Puisieux F, D’Andrea C, Baconnier P, Bui-Dinh D, Castaings-Pelet S, Crestani B, Desrues B, Ferron C, Franco A, Gaillat J, Guenard H, Housset B, Jeandel C, Jebrak G, Leymarie-Saddles A, Orvoen-Frija E, Piette F, Pinganaud G, Salle JY, Strubel D, Vernejoux JM, de Wazières B, Weil-Engerer S.
Rev Mal Respir. 2011 Oct;28(8):e76-93. Epub 2011 Oct 22. Review.
Swallowing disorders (or dysphagia) are common in the elderly and their prevalence is often underestimated. They may result in serious complications including dehydration, malnutrition, airway obstruction, aspiration pneumonia (infectious process) or pneumonitis (chemical injury caused by the inhalation of sterile gastric contents). Moreover the repercussions of dysphagia are not only physical but also emotional and social, leading to depression, altered quality of life, and social isolation. While some changes in swallowing may be a natural result of aging, dysphagia in the elderly is mainly due to central nervous system diseases such as stroke, parkinsonism, dementia, medications, local oral and oesophageal factors.

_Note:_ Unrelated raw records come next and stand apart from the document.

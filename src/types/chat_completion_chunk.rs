use serde::{Deserialize, Serialize};

/// One server-sent event of a streamed chat completion.
///
/// Fields the provider adds beyond these (usage blocks, log probabilities)
/// are ignored.
#[derive(Debug, Clone, Default, Serialize, Deserialize, PartialEq)]
pub struct ChatCompletionChunk {
    /// Completion identifier shared by every chunk of one reply.
    #[serde(default, skip_serializing_if = "Option::is_none")]
    pub id: Option<String>,

    /// Object type, normally `chat.completion.chunk`.
    #[serde(default, skip_serializing_if = "Option::is_none")]
    pub object: Option<String>,

    /// Unix timestamp of the completion.
    #[serde(default, skip_serializing_if = "Option::is_none")]
    pub created: Option<u64>,

    /// Model that produced the chunk.
    #[serde(default, skip_serializing_if = "Option::is_none")]
    pub model: Option<String>,

    /// Choices carried by this chunk; may be empty.
    #[serde(default)]
    pub choices: Vec<ChunkChoice>,
}

impl ChatCompletionChunk {
    /// Create a chunk carrying one choice whose delta has the given content.
    pub fn with_content(content: Option<&str>) -> Self {
        Self {
            choices: vec![ChunkChoice {
                index: 0,
                delta: ChoiceDelta {
                    role: None,
                    content: content.map(str::to_string),
                },
                finish_reason: None,
            }],
            ..Self::default()
        }
    }

    /// The incremental text of the first choice, if there is one.
    pub fn text_delta(&self) -> Option<&str> {
        self.choices
            .first()
            .and_then(|choice| choice.delta.content.as_deref())
    }
}

/// A choice within a streamed chunk.
#[derive(Debug, Clone, Default, Serialize, Deserialize, PartialEq)]
pub struct ChunkChoice {
    /// Index of the choice.
    #[serde(default)]
    pub index: u32,

    /// The incremental change carried by this chunk.
    #[serde(default)]
    pub delta: ChoiceDelta,

    /// Why generation stopped, on the last chunk of a choice.
    #[serde(default, skip_serializing_if = "Option::is_none")]
    pub finish_reason: Option<String>,
}

/// Incremental content of a choice.
#[derive(Debug, Clone, Default, Serialize, Deserialize, PartialEq)]
pub struct ChoiceDelta {
    /// Role, sent on the first chunk only.
    #[serde(default, skip_serializing_if = "Option::is_none")]
    pub role: Option<String>,

    /// Text fragment; absent or null on role-only and final chunks.
    #[serde(default)]
    pub content: Option<String>,
}

#[cfg(test)]
mod tests {
    use super::*;
    use serde_json::{from_value, json};

    #[test]
    fn chunk_deserialization() {
        let chunk: ChatCompletionChunk = from_value(json!({
            "id": "chatcmpl-123",
            "object": "chat.completion.chunk",
            "created": 1713400000,
            "model": "llama3-70b-8192",
            "system_fingerprint": "fp_abc",
            "choices": [{
                "index": 0,
                "delta": {"content": "Hello"},
                "logprobs": null,
                "finish_reason": null
            }]
        }))
        .unwrap();
        assert_eq!(chunk.id.as_deref(), Some("chatcmpl-123"));
        assert_eq!(chunk.text_delta(), Some("Hello"));
    }

    #[test]
    fn role_only_chunk_has_no_text() {
        let chunk: ChatCompletionChunk = from_value(json!({
            "choices": [{"index": 0, "delta": {"role": "assistant"}}]
        }))
        .unwrap();
        assert_eq!(chunk.choices[0].delta.role.as_deref(), Some("assistant"));
        assert_eq!(chunk.text_delta(), None);
    }

    #[test]
    fn final_chunk_with_usage() {
        let chunk: ChatCompletionChunk = from_value(json!({
            "id": "chatcmpl-123",
            "choices": [{"index": 0, "delta": {}, "finish_reason": "stop"}],
            "x_groq": {"id": "req_1", "usage": {"prompt_tokens": 10, "completion_tokens": 3}}
        }))
        .unwrap();
        assert_eq!(chunk.choices[0].finish_reason.as_deref(), Some("stop"));
        assert_eq!(chunk.text_delta(), None);
    }

    #[test]
    fn missing_choices_defaults_to_empty() {
        let chunk: ChatCompletionChunk = from_value(json!({"id": "x"})).unwrap();
        assert!(chunk.choices.is_empty());
        assert_eq!(chunk.text_delta(), None);
    }

    #[test]
    fn null_content() {
        let chunk: ChatCompletionChunk = from_value(json!({
            "choices": [{"delta": {"content": null}}]
        }))
        .unwrap();
        assert_eq!(chunk, ChatCompletionChunk::with_content(None));
    }

    #[test]
    fn only_first_choice_counts() {
        let mut chunk = ChatCompletionChunk::with_content(None);
        chunk.choices.push(ChunkChoice {
            index: 1,
            delta: ChoiceDelta {
                role: None,
                content: Some("ignored".to_string()),
            },
            finish_reason: None,
        });
        assert_eq!(chunk.text_delta(), None);
    }
}
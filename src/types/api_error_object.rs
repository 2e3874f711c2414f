use serde::{Deserialize, Serialize};

/// Error object returned by the provider, either as the body of a failed
/// HTTP response or as a server-sent event in the middle of a stream.
#[derive(Debug, Clone, Default, PartialEq, Eq, Serialize, Deserialize)]
pub struct ApiErrorObject {
    /// A human-readable error message.
    #[serde(default)]
    pub message: Option<String>,

    /// The kind of error, e.g. `invalid_request_error`.
    #[serde(rename = "type", default)]
    pub error_type: Option<String>,

    /// Machine readable code, e.g. `model_not_found`.
    #[serde(default)]
    pub code: Option<String>,

    /// Request parameter the error refers to.
    #[serde(default)]
    pub param: Option<String>,
}

/// The `{"error": {...}}` envelope around an [`ApiErrorObject`].
#[derive(Debug, Clone, PartialEq, Eq, Serialize, Deserialize)]
pub struct ErrorResponse {
    /// The error itself.
    pub error: ApiErrorObject,
}

#[cfg(test)]
mod tests {
    use super::*;

    #[test]
    fn error_response_deserialization() {
        let json = r#"{"error":{"message":"The model `nope` does not exist","type":"invalid_request_error","code":"model_not_found"}}"#;
        let response: ErrorResponse = serde_json::from_str(json).unwrap();
        assert_eq!(
            response.error.message.as_deref(),
            Some("The model `nope` does not exist")
        );
        assert_eq!(
            response.error.error_type.as_deref(),
            Some("invalid_request_error")
        );
        assert_eq!(response.error.code.as_deref(), Some("model_not_found"));
        assert_eq!(response.error.param, None);
    }

    #[test]
    fn sparse_error_object() {
        let response: ErrorResponse = serde_json::from_str(r#"{"error":{}}"#).unwrap();
        assert_eq!(response.error, ApiErrorObject::default());
    }
}
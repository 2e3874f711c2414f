use serde::{Deserialize, Serialize};

use crate::types::{ChatMessage, ModelId};

/// Sampling temperature sent on every request.
pub const TEMPERATURE: f32 = 0.0;

/// Maximum number of tokens the model may produce per reply.
pub const MAX_TOKENS: u32 = 4096;

/// Body of a chat-completion request.
///
/// `stop` is always serialized, as `null` when no stop sequence is set.
#[derive(Debug, Clone, Serialize, Deserialize, PartialEq)]
pub struct ChatCompletionRequest {
    /// The model to complete with.
    pub model: ModelId,

    /// Conversation messages in order.
    pub messages: Vec<ChatMessage>,

    /// Sampling temperature.
    pub temperature: f32,

    /// Maximum number of output tokens.
    pub max_tokens: u32,

    /// Whether the reply is streamed as server-sent events.
    pub stream: bool,

    /// Stop sequences.
    pub stop: Option<Vec<String>>,
}

impl ChatCompletionRequest {
    /// Create a streaming request with the fixed sampling parameters.
    pub fn new(model: ModelId, messages: Vec<ChatMessage>) -> Self {
        Self {
            model,
            messages,
            temperature: TEMPERATURE,
            max_tokens: MAX_TOKENS,
            stream: true,
            stop: None,
        }
    }
}

#[cfg(test)]
mod tests {
    use super::*;
    use serde_json::{json, to_value};

    #[test]
    fn request_serialization() {
        let request = ChatCompletionRequest::new(
            ModelId::Llama3x8b,
            vec![ChatMessage::system("ctx"), ChatMessage::user("hi")],
        );
        assert_eq!(
            to_value(&request).unwrap(),
            json!({
                "model": "llama3-8b-8192",
                "messages": [
                    {"role": "system", "content": "ctx"},
                    {"role": "user", "content": "hi"}
                ],
                "temperature": 0.0,
                "max_tokens": 4096,
                "stream": true,
                "stop": null
            })
        );
    }

    #[test]
    fn fixed_parameters() {
        let request = ChatCompletionRequest::new(ModelId::Gemma7bIt, vec![]);
        assert_eq!(request.temperature, 0.0);
        assert_eq!(request.max_tokens, 4096);
        assert!(request.stream);
        assert!(request.stop.is_none());
    }
}
//! Assembly of the chat-completion request for a turn.

use crate::config::Configuration;
use crate::transcript::Transcript;
use crate::types::{ChatCompletionRequest, ChatMessage, ModelId};

/// Build the message list for a request.
///
/// The system context and the seed assistant message come first on every
/// request, followed by the whole transcript in order.
pub fn assemble_messages(config: &Configuration, transcript: &Transcript) -> Vec<ChatMessage> {
    let mut messages = Vec::with_capacity(transcript.len() + 2);
    messages.push(ChatMessage::system(config.system_context.as_str()));
    messages.push(ChatMessage::assistant(
        config.seed_assistant_message.as_str(),
    ));
    messages.extend(transcript.iter().map(ChatMessage::from));
    messages
}

/// Build the streaming request for the given model.
pub fn build_request(
    config: &Configuration,
    transcript: &Transcript,
    model: ModelId,
) -> ChatCompletionRequest {
    ChatCompletionRequest::new(model, assemble_messages(config, transcript))
}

To be effective, management requires a multidisciplinary team approach and a careful assessment of the patient’s oropharyngeal anatomy and physiology, medical and nutritional status, cognition, language and behaviour. Clinical evaluation can be completed by a videofluoroscopic study which enables observation of bolus movement and movements of the oral cavity, pharynx and larynx throughout the swallow. The treatment depends on the underlying cause, extent of dysphagia and prognosis. Various categories of treatment are available, including compensatory strategies (postural changes and dietary modification), direct or indirect therapy techniques (swallow manoeuvres, medication and surgical procedures).